Because really...what can "I do" ? What can I, in this little form, do to "fix" all this pain? I feel so helpless. Sometimes I even feel responsible for it...especially for my children's suffering and even for all others "in the village" that I may have somehow failed. I find myself also asking, "How have I failed you? What have I done that I shouldn't have done? What didn't I do that I should have? Was I so absorbed in my own personal sense of suffering, my "me-ness" that I wasn't there enough for you?" Then the guilt and shame adds to the pain of helplessly witnessing and absorbing others' pain. It gets dark fast.
"Is This Some Hellish Karma?"
I find myself looking at others, at humanity at large and it seems that what I see is dark and sad. I also got news that some of the poetry I bravely submitted , which I was starting to hope was a new purpose for me, a way to teach or do something , add something to the world that helps, was rejected. It felt like my writing as a whole was being rejected. I looked about at where I was with my finances, no career ( looked like writing wasn't go to save me lol), my new anticipated source of income failing me because of circumstances, my body acting up and I was overwhelmed. I actually found myself ,for a moment last night, wondering if I was living in some hellish version of karma. I actually thought that!

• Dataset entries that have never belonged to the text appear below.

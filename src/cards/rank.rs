#[derive(Debug, Default, Clone, Copy, Hash, Eq, PartialEq, Ord, PartialOrd)]
pub enum Rank {
    #[default]
    Two = 0,
    Three = 1,
    Four = 2,
    Five = 3,
    Six = 4,
    Seven = 5,
    Eight = 6,
    Nine = 7,
    Ten = 8,
    Jack = 9,
    Queen = 10,
    King = 11,
    Ace = 12,
}

impl Rank {
    pub const fn mask() -> u16 {
        0b1111111111111
    }
    /// every rank from Ace down to Two
    pub fn descending() -> impl Iterator<Item = Rank> {
        (0..13u8).rev().map(Rank::from)
    }
    /// rank occupying the lowest set nibble of a card bitstring
    pub fn lo(n: u64) -> Self {
        Self::from((n.trailing_zeros() / 4) as u8)
    }
}

/// u8 isomorphism
impl From<u8> for Rank {
    fn from(n: u8) -> Rank {
        match n {
            0 => Rank::Two,
            1 => Rank::Three,
            2 => Rank::Four,
            3 => Rank::Five,
            4 => Rank::Six,
            5 => Rank::Seven,
            6 => Rank::Eight,
            7 => Rank::Nine,
            8 => Rank::Ten,
            9 => Rank::Jack,
            10 => Rank::Queen,
            11 => Rank::King,
            12 => Rank::Ace,
            _ => panic!("Invalid rank u8: {}", n),
        }
    }
}
impl From<Rank> for u8 {
    fn from(r: Rank) -> u8 {
        r as u8
    }
}

/// u16 isomorphism
///
/// 13 ranks live in the 13 LSBs. conversion back takes the MSB.
impl From<u16> for Rank {
    fn from(n: u16) -> Rank {
        let msb = (16 - 1 - (n & Self::mask()).leading_zeros()) as u8;
        Rank::from(msb)
    }
}
impl From<Rank> for u16 {
    fn from(r: Rank) -> u16 {
        1 << u8::from(r)
    }
}

/// u64 injection
///
/// a Rank claims its nibble across all four suits
impl From<Rank> for u64 {
    fn from(r: Rank) -> u64 {
        0xF << (u8::from(r) * 4)
    }
}

/// str isomorphism
impl From<&str> for Rank {
    fn from(s: &str) -> Self {
        match s {
            "2" => Rank::Two,
            "3" => Rank::Three,
            "4" => Rank::Four,
            "5" => Rank::Five,
            "6" => Rank::Six,
            "7" => Rank::Seven,
            "8" => Rank::Eight,
            "9" => Rank::Nine,
            "T" => Rank::Ten,
            "J" => Rank::Jack,
            "Q" => Rank::Queen,
            "K" => Rank::King,
            "A" => Rank::Ace,
            _ => panic!("Invalid rank str: {}", s),
        }
    }
}

impl std::fmt::Display for Rank {
    fn fmt(&self, f: &mut std::fmt::Formatter) -> std::fmt::Result {
        write!(
            f,
            "{}",
            match self {
                Rank::Two => "2",
                Rank::Three => "3",
                Rank::Four => "4",
                Rank::Five => "5",
                Rank::Six => "6",
                Rank::Seven => "7",
                Rank::Eight => "8",
                Rank::Nine => "9",
                Rank::Ten => "T",
                Rank::Jack => "J",
                Rank::Queen => "Q",
                Rank::King => "K",
                Rank::Ace => "A",
            }
        )
    }
}

#[cfg(test)]
mod tests {
    use super::*;

    #[test]
    fn bijective_u8() {
        let rank = Rank::Jack;
        assert!(rank == Rank::from(u8::from(rank)));
    }

    #[test]
    fn bijective_u16() {
        let rank = Rank::Jack;
        assert!(rank == Rank::from(u16::from(rank)));
    }

    #[test]
    fn injective_u64() {
        assert!(u64::from(Rank::Five) == 0b1111000000000000);
        assert!(Rank::lo(u64::from(Rank::Five)) == Rank::Five);
    }

    #[test]
    fn descending_order() {
        let mut ranks = Rank::descending();
        assert!(ranks.next() == Some(Rank::Ace));
        assert!(ranks.last() == Some(Rank::Two));
    }
}
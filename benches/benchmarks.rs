use criterion::{criterion_group, criterion_main, Criterion};
use deeppoker::cards::hand::Hand;
use deeppoker::evaluation::strength::Strength;
use deeppoker::gameplay::game::Game;
use deeppoker::gameplay::stage::Stage;
use deeppoker::players::equity::win_probability;

fn evaluating_seven_cards(c: &mut Criterion) {
    c.bench_function("evaluate a seven card hand", |b| {
        let hand = Hand::from("As Ks Qs Js Ts 2d 7c");
        b.iter(|| Strength::from(criterion::black_box(hand)))
    });
}

fn enumerating_opponent_holdings(c: &mut Criterion) {
    c.bench_function("win probability on the river", |b| {
        let game = Game::new()
            .with_hole(0, Hand::from("As Ah"))
            .with_board(Hand::from("Kc 7d 2s 9h 3c"))
            .with_stage(Stage::River);
        b.iter(|| win_probability(criterion::black_box(&game), 0))
    });
}

criterion_group!(benches, evaluating_seven_cards, enumerating_opponent_holdings);
criterion_main!(benches);
/// equity-driven baseline. preflop it plays its fixed hole rating;
/// postflop it enumerates opponent holdings and wagers a pot fraction
/// scaled by its win probability, folding when the price is wrong.
pub struct NaivePlayer {
    seat: Seat,
}

impl NaivePlayer {
    pub fn new(stack: Chips) -> Self {
        Self {
            seat: Seat::new(stack),
        }
    }

    /// pot-proportional sizing: the likelier the win, the larger
    /// the fraction of the pool we are willing to put in
    fn bet_size(&self, game: &Game, probability: Probability) -> Chips {
        let sized = (game.pool() as Probability / (1.0 - probability)) as Chips;
        sized.min(self.seat.stack)
    }
}

impl Player for NaivePlayer {
    fn make_move(&mut self, game: &Game) -> Action {
        if game.stage() == Stage::PreFlop {
            match rate_hole(game.hole(game.turn())) {
                Holding::Weak if game.last_bet() > self.seat.stake => return self.fold(),
                Holding::Weak => return self.check(),
                Holding::Strong => {}
            }
            let open = self.seat.stack / 40;
            if open > game.last_bet() {
                return self.raise_to(open);
            } else {
                return self.call(game);
            }
        }
        let probability = win_probability(game, game.turn());
        // near-certain hands size to the full stack, so they shove
        let amount = match probability >= 0.95 {
            true => self.seat.stack,
            false => self.bet_size(game, probability),
        };
        if amount >= self.seat.stack {
            self.shove()
        } else if probability >= 0.5 {
            let price = (game.pool() - game.last_bet()) as Probability * (1.0 - probability);
            if game.last_bet() == 0 {
                self.bet(amount)
            } else if game.last_bet() as Probability > price {
                self.fold()
            } else {
                self.call(game)
            }
        } else if game.last_bet() == 0 {
            self.check()
        } else {
            self.fold()
        }
    }
    fn seat(&self) -> &Seat {
        &self.seat
    }
    fn seat_mut(&mut self) -> &mut Seat {
        &mut self.seat
    }
}

use super::equity::{rate_hole, win_probability, Holding};
use super::player::Player;
use crate::gameplay::action::Action;
use crate::gameplay::game::Game;
use crate::gameplay::seat::Seat;
use crate::gameplay::stage::Stage;
use crate::{Chips, Probability};

#[cfg(test)]
mod tests {
    use super::*;
    use crate::cards::hand::Hand;
    use crate::STACK;

    #[test]
    fn weak_hole_folds_to_pressure() {
        let game = Game::new()
            .with_hole(0, Hand::from("9c 2d"))
            .with_stage(Stage::PreFlop)
            .with_last_bet(100);
        let mut player = NaivePlayer::new(STACK);
        assert_eq!(player.make_move(&game), Action::Fold);
    }

    #[test]
    fn weak_hole_checks_when_matched() {
        let game = Game::new()
            .with_hole(0, Hand::from("9c 2d"))
            .with_stage(Stage::PreFlop)
            .with_last_bet(100);
        let mut player = NaivePlayer::new(STACK);
        player.seat_mut().stake = 100;
        assert_eq!(player.make_move(&game), Action::Check);
    }

    #[test]
    fn strong_hole_opens_the_pot() {
        let game = Game::new()
            .with_hole(0, Hand::from("As Ah"))
            .with_stage(Stage::PreFlop)
            .with_last_bet(100);
        let mut player = NaivePlayer::new(STACK);
        let action = player.make_move(&game);
        assert_eq!(action, Action::Raise(STACK / 40));
    }

    #[test]
    fn marginal_hand_bets_within_its_stack() {
        // an underpair to two overcards is ahead of a random hole but
        // far from locked, so the wager stays pot-proportional
        let game = Game::new()
            .with_hole(0, Hand::from("9s 9h"))
            .with_board(Hand::from("Kc Qd 2s"))
            .with_stage(Stage::Flop)
            .with_pool(100);
        let mut player = NaivePlayer::new(STACK);
        match player.make_move(&game) {
            Action::Bet(amount) => assert!(amount < STACK),
            action => panic!("expected a pot-sized bet, got {}", action),
        }
    }

    #[test]
    fn locked_hand_piles_in() {
        // royal flush on a paired-free board, nothing can beat it
        let game = Game::new()
            .with_hole(0, Hand::from("As Ks"))
            .with_board(Hand::from("Qs Js Ts 2d 7c"))
            .with_stage(Stage::River)
            .with_pool(200);
        let mut player = NaivePlayer::new(STACK);
        let action = player.make_move(&game);
        assert_eq!(action, Action::Shove(STACK));
    }
}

Hell to me is not so much my own puny suffering but watching suffering in others and not being able to do anything about it...worse...somehow being responsible for it. Have I done something so terrible in another life that this is my karma...to watch those I love, those I know, those I don't "know' in the conceptual sense but who I know in a deeper sense are as much a part of me as the nose on my face...suffer?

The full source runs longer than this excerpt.